# [REQUIRED WORK]
The data below holds a line containing "#[cfg(test)]" and a line containing "assert_eq!(result.adjustments[0].new_quantity, 2_000.0);"; please quote exactly those two lines and every line between them, and nothing else.

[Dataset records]
>>>

//! # Purchasing Receipts
//!
//! Receives supplier deliveries into branch stock and books them.
//!
//! ```text
//!   receive_purchase(receipt)
//!     BEGIN
//!       ('purchase', reference) already posted? ──► return it, no stock moved
//!       per line: convert to stocking unit ──► adjust_in(+qty, purchase)
//!                 update unit cost (optional)
//!       post Dr Inventory, Dr VAT receivable / Cr Payable (or Cash)
//!     COMMIT
//! ```

use chrono::NaiveDate;
use serde::{Deserialize, Serialize};
use std::sync::Arc;
use tracing::{info, warn};

use cafe_core::journal::{NewJournalEntry, NewJournalLine};
use cafe_core::types::reference;
use cafe_core::units::convert;
use cafe_core::validation::{
    validate_amount_cents, validate_measure, validate_price_cents, validate_reference, validate_required,
    validate_unit,
};
use cafe_core::{JournalEntry, Money, MovementType, StockAdjustment, UnitCost, ValidationError};
use cafe_db::repository::{catalog, journal, stock};
use cafe_db::Database;

use crate::chart::resolve_account;
use crate::config::LedgerConfig;
use crate::error::{LedgerError, LedgerResult};
use crate::journal::post_if_absent_in;
use crate::retry::with_retry;

/// One delivered raw item.
#[derive(Debug, Clone, PartialEq, Serialize, Deserialize)]
pub struct PurchaseLine {
    pub raw_item_id: String,
    /// Delivered quantity in `unit`, converted to the stocking unit on receipt.
    pub quantity: f64,
    pub unit: String,
    /// Net cost of the whole line.
    pub total_cost_cents: i64,
}

/// How the supplier is settled.
#[derive(Debug, Clone, Copy, PartialEq, Eq, Default, Serialize, Deserialize)]
#[serde(rename_all = "snake_case")]
pub enum Settlement {
    /// On account: credits Accounts Payable.
    #[default]
    Payable,
    /// Paid on delivery: credits Cash.
    Cash,
}

/// A supplier delivery to one branch.
#[derive(Debug, Clone, PartialEq, Serialize, Deserialize)]
pub struct PurchaseReceipt {
    pub tenant_id: String,
    pub branch_id: String,
    /// Supplier invoice or delivery note number. Idempotency key.
    pub reference: String,
    pub entry_date: NaiveDate,
    pub lines: Vec<PurchaseLine>,
    pub vat_cents: i64,
    pub settlement: Settlement,
    pub actor: String,
}

/// Outcome of a receipt.
#[derive(Debug, Clone, PartialEq, Serialize, Deserialize)]
pub struct PurchaseResult {
    pub entry: JournalEntry,
    pub adjustments: Vec<StockAdjustment>,
    /// True when the reference had already been received: nothing moved.
    pub already_recorded: bool,
    pub warnings: Vec<String>,
}

/// Purchase receipt service.
#[derive(Debug, Clone)]
pub struct Purchasing {
    db: Database,
    config: Arc<LedgerConfig>,
}

impl Purchasing {
    pub fn new(db: Database, config: Arc<LedgerConfig>) -> Self {
        Purchasing { db, config }
    }

    /// Receives a delivery at most once per reference.
    pub async fn receive_purchase(&self, receipt: &PurchaseReceipt) -> LedgerResult<PurchaseResult> {
        validate_required("tenant_id", &receipt.tenant_id)?;
        validate_required("branch_id", &receipt.branch_id)?;
        validate_required("actor", &receipt.actor)?;
        validate_reference(reference::PURCHASE, &receipt.reference)?;
        validate_price_cents("vat_cents", receipt.vat_cents)?;
        if receipt.lines.is_empty() {
            return Err(ValidationError::Required {
                field: "lines".to_string(),
            }
            .into());
        }
        for line in &receipt.lines {
            validate_required("raw_item_id", &line.raw_item_id)?;
            validate_measure("quantity", line.quantity)?;
            validate_unit(&line.unit)?;
            validate_price_cents("total_cost_cents", line.total_cost_cents)?;
        }
        let total: i64 = receipt.lines.iter().map(|l| l.total_cost_cents).sum();
        validate_amount_cents("purchase total", total + receipt.vat_cents)?;

        with_retry(&self.config.retry, "receive_purchase", || self.try_receive(receipt)).await
    }

    async fn try_receive(&self, receipt: &PurchaseReceipt) -> LedgerResult<PurchaseResult> {
        let mut tx = self.db.begin().await?;

        if let Some(entry) =
            journal::find_live_by_reference(&mut tx, &receipt.tenant_id, reference::PURCHASE, &receipt.reference)
                .await?
        {
            tx.commit().await?;
            return Ok(PurchaseResult {
                entry,
                adjustments: Vec::new(),
                already_recorded: true,
                warnings: Vec::new(),
            });
        }

        let mut adjustments = Vec::with_capacity(receipt.lines.len());
        let mut warnings = Vec::new();
        let mut inventory_total = Money::zero();

        for line in &receipt.lines {
            let item = catalog::raw_items_by_ids(&mut tx, std::slice::from_ref(&line.raw_item_id))
                .await?
                .into_iter()
                .find(|item| item.tenant_id == receipt.tenant_id)
                .ok_or_else(|| LedgerError::not_found("Raw item", &line.raw_item_id))?;

            let conversion = convert(line.quantity, &line.unit, &item.unit);
            if conversion.is_unmatched() {
                if self.config.costing.strict_units {
                    return Err(LedgerError::UnmatchedUnit {
                        raw_item_id: item.id,
                        from_unit: line.unit.clone(),
                        to_unit: item.unit,
                    });
                }
                warn!(
                    reference = %receipt.reference,
                    raw_item_id = %item.id,
                    from_unit = %line.unit,
                    to_unit = %item.unit,
                    "Unmatched unit conversion on receipt; quantity used unconverted"
                );
                warnings.push(format!(
                    "No conversion from '{}' to '{}' for {}; quantity used unconverted",
                    line.unit, item.unit, item.name
                ));
            }

            let adjustment = stock::adjust_in(
                &mut tx,
                &receipt.branch_id,
                &item.id,
                conversion.quantity,
                MovementType::Purchase,
                Some(&receipt.reference),
                &receipt.actor,
            )
            .await?;
            adjustments.push(adjustment);

            let line_cost = Money::from_cents(line.total_cost_cents);
            inventory_total += line_cost;
            // An unconverted quantity is not in the stocking unit.
            if self.config.costing.update_unit_cost_on_purchase && !conversion.is_unmatched() {
                if let Some(cost) = UnitCost::from_purchase(line_cost, conversion.quantity) {
                    catalog::set_unit_cost(&mut tx, &item.id, cost.millicents()).await?;
                }
            }
        }

        let accounts = &self.config.accounts;
        let tenant = receipt.tenant_id.as_str();
        let inventory = resolve_account(&mut tx, tenant, &accounts.inventory).await?;
        let vat_receivable = resolve_account(&mut tx, tenant, &accounts.vat_receivable).await?;
        let credit_number = match receipt.settlement {
            Settlement::Payable => &accounts.payable,
            Settlement::Cash => &accounts.cash,
        };
        let credit_account = resolve_account(&mut tx, tenant, credit_number).await?;
        let vat = Money::from_cents(receipt.vat_cents);

        let (entry, _) = post_if_absent_in(
            &mut tx,
            tenant,
            reference::PURCHASE,
            &receipt.reference,
            &receipt.actor,
            || {
                NewJournalEntry::new(
                    tenant,
                    receipt.entry_date,
                    format!("Purchase {}", receipt.reference),
                    &receipt.actor,
                )
                .line_if_nonzero(NewJournalLine::debit(&inventory, inventory_total))
                .line_if_nonzero(NewJournalLine::debit(&vat_receivable, vat))
                .line(NewJournalLine::credit(&credit_account, inventory_total + vat))
                .for_branch(&receipt.branch_id)
            },
        )
        .await?;
        tx.commit().await?;

        info!(
            reference = %receipt.reference,
            branch_id = %receipt.branch_id,
            lines = adjustments.len(),
            amount_cents = (inventory_total + vat).cents(),
            "Purchase received"
        );
        Ok(PurchaseResult {
            entry,
            adjustments,
            already_recorded: false,
            warnings,
        })
    }
}

#[cfg(test)]
mod tests {
    use super::*;
    use crate::config::LedgerConfig;
    use crate::test_support::{cafe_catalog, seeded_ledger, BRANCH, TENANT};
    use crate::Ledger;
    use cafe_core::chart::numbers;

    fn receipt(reference: &str, lines: Vec<PurchaseLine>) -> PurchaseReceipt {
        PurchaseReceipt {
            tenant_id: TENANT.to_string(),
            branch_id: BRANCH.to_string(),
            reference: reference.to_string(),
            entry_date: NaiveDate::from_ymd_opt(2024, 6, 2).unwrap(),
            lines,
            vat_cents: 350,
            settlement: Settlement::Payable,
            actor: "clerk".to_string(),
        }
    }

    #[tokio::test]
    async fn test_receipt_stocks_costs_and_posts_once() {
        let ledger = seeded_ledger().await;
        let cafe = cafe_catalog(&ledger).await;
        let delivery = receipt(
            "SUP-100",
            vec![PurchaseLine {
                raw_item_id: cafe.beans.id.clone(),
                quantity: 2.0,
                unit: "kg".to_string(),
                total_cost_cents: 6_000,
            }],
        );

        let result = ledger.purchasing().receive_purchase(&delivery).await.unwrap();
        assert!(!result.already_recorded);
        assert_eq!(result.adjustments.len(), 1);
        assert_eq!(result.adjustments[0].new_quantity, 2_000.0);
        assert_eq!(result.entry.total_debits(), Money::from_cents(6_350));

        // 6000 cents over 2000 g
        let beans = ledger.database().catalog().get_raw_item(&cafe.beans.id).await.unwrap().unwrap();
        assert_eq!(beans.unit_cost_millicents, 3_000);

        let again = ledger.purchasing().receive_purchase(&delivery).await.unwrap();
        assert!(again.already_recorded);
        assert_eq!(again.entry.id, result.entry.id);
        let on_hand = ledger.database().stock().quantity(BRANCH, &cafe.beans.id).await.unwrap();
        assert_eq!(on_hand, 2_000.0);

        let payable = ledger
            .chart()
            .account_by_number(TENANT, numbers::ACCOUNTS_PAYABLE)
            .await
            .unwrap()
            .unwrap();
        let balance = ledger.chart().get_balance(&payable.id, delivery.entry_date).await.unwrap();
        assert_eq!(balance.balance_cents, 6_350);
    }

    #[tokio::test]
    async fn test_unknown_raw_item_rolls_back() {
        let ledger = seeded_ledger().await;
        let cafe = cafe_catalog(&ledger).await;
        let delivery = receipt(
            "SUP-101",
            vec![
                PurchaseLine {
                    raw_item_id: cafe.milk.id.clone(),
                    quantity: 10.0,
                    unit: "l".to_string(),
                    total_cost_cents: 1_200,
                },
                PurchaseLine {
                    raw_item_id: "missing".to_string(),
                    quantity: 1.0,
                    unit: "g".to_string(),
                    total_cost_cents: 10,
                },
            ],
        );

        let err = ledger.purchasing().receive_purchase(&delivery).await.unwrap_err();
        assert!(matches!(err, LedgerError::NotFound { .. }));
        let on_hand = ledger.database().stock().quantity(BRANCH, &cafe.milk.id).await.unwrap();
        assert_eq!(on_hand, 0.0);
    }

    #[tokio::test]
    async fn test_cash_settlement_and_unit_warning() {
        let mut config = LedgerConfig::in_memory();
        config.costing.update_unit_cost_on_purchase = false;
        let ledger = Ledger::open(config).await.unwrap();
        ledger.chart().seed_default_chart(TENANT).await.unwrap();
        let cafe = cafe_catalog(&ledger).await;

        let mut delivery = receipt(
            "SUP-102",
            vec![PurchaseLine {
                raw_item_id: cafe.syrup.id.clone(),
                quantity: 3.0,
                unit: "bottle".to_string(),
                total_cost_cents: 2_400,
            }],
        );
        delivery.settlement = Settlement::Cash;
        delivery.vat_cents = 0;

        let result = ledger.purchasing().receive_purchase(&delivery).await.unwrap();
        assert_eq!(result.warnings.len(), 1);
        assert_eq!(result.entry.lines.len(), 2);

        let syrup = ledger.database().catalog().get_raw_item(&cafe.syrup.id).await.unwrap().unwrap();
        assert_eq!(syrup.unit_cost_millicents, cafe.syrup.unit_cost_millicents);

        let cash = ledger.chart().account_by_number(TENANT, numbers::CASH).await.unwrap().unwrap();
        let balance = ledger.chart().get_balance(&cash.id, delivery.entry_date).await.unwrap();
        assert_eq!(balance.balance_cents, -2_400);
    }

    #[tokio::test]
    async fn test_unmatched_unit_keeps_unit_cost() {
        let ledger = seeded_ledger().await;
        assert!(ledger.config().costing.update_unit_cost_on_purchase);
        let cafe = cafe_catalog(&ledger).await;

        let delivery = receipt(
            "SUP-103",
            vec![PurchaseLine {
                raw_item_id: cafe.syrup.id.clone(),
                quantity: 3.0,
                unit: "bottle".to_string(),
                total_cost_cents: 2_400,
            }],
        );
        let result = ledger.purchasing().receive_purchase(&delivery).await.unwrap();
        assert_eq!(result.warnings.len(), 1);

        let syrup = ledger.database().catalog().get_raw_item(&cafe.syrup.id).await.unwrap().unwrap();
        assert_eq!(syrup.unit_cost_millicents, 1_500);
    }
}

<<<

# [RESPONSE]
#[cfg(test)]
mod tests {
    use super::*;
    use crate::config::LedgerConfig;
    use crate::test_support::{cafe_catalog, seeded_ledger, BRANCH, TENANT};
    use crate::Ledger;
    use cafe_core::chart::numbers;

    fn receipt(reference: &str, lines: Vec<PurchaseLine>) -> PurchaseReceipt {
        PurchaseReceipt {
            tenant_id: TENANT.to_string(),
            branch_id: BRANCH.to_string(),
            reference: reference.to_string(),
            entry_date: NaiveDate::from_ymd_opt(2024, 6, 2).unwrap(),
            lines,
            vat_cents: 350,
            settlement: Settlement::Payable,
            actor: "clerk".to_string(),
        }
    }

    #[tokio::test]
    async fn test_receipt_stocks_costs_and_posts_once() {
        let ledger = seeded_ledger().await;
        let cafe = cafe_catalog(&ledger).await;
        let delivery = receipt(
            "SUP-100",
            vec![PurchaseLine {
                raw_item_id: cafe.beans.id.clone(),
                quantity: 2.0,
                unit: "kg".to_string(),
                total_cost_cents: 6_000,
            }],
        );

        let result = ledger.purchasing().receive_purchase(&delivery).await.unwrap();
        assert!(!result.already_recorded);
        assert_eq!(result.adjustments.len(), 1);
        assert_eq!(result.adjustments[0].new_quantity, 2_000.0);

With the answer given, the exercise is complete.